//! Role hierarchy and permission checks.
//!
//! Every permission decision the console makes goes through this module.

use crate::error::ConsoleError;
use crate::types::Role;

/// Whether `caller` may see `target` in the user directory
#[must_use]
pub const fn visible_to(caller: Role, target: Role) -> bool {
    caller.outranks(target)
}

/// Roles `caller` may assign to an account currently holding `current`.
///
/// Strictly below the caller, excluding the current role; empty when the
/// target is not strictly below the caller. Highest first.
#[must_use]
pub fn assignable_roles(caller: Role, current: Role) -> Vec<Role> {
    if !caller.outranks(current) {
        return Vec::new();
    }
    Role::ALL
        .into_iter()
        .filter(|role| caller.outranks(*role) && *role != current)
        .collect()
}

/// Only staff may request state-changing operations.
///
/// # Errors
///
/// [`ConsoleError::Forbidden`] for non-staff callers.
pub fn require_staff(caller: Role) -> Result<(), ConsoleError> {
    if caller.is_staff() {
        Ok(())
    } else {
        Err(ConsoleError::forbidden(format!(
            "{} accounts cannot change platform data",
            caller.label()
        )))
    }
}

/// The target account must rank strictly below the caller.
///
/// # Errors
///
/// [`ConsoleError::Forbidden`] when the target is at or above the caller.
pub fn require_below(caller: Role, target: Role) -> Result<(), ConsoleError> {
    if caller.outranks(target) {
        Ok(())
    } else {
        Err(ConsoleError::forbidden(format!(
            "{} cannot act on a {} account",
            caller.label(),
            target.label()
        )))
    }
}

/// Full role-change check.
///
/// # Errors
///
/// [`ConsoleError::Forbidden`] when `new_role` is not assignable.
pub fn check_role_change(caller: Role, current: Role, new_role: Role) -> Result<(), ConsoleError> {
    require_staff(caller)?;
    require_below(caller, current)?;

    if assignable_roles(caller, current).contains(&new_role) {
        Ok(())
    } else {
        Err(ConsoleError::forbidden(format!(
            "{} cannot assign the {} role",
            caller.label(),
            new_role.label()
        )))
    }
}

TASK INSTRUCTIONS
Scan the entries for lines holding the string "target", then copy every one of them.

RESPONSE TO THE EXERCISE
/// Whether `caller` may see `target` in the user directory
pub const fn visible_to(caller: Role, target: Role) -> bool {
    caller.outranks(target)
/// target is not strictly below the caller. Highest first.
/// The target account must rank strictly below the caller.
/// [`ConsoleError::Forbidden`] when the target is at or above the caller.
pub fn require_below(caller: Role, target: Role) -> Result<(), ConsoleError> {
    if caller.outranks(target) {
            target.label()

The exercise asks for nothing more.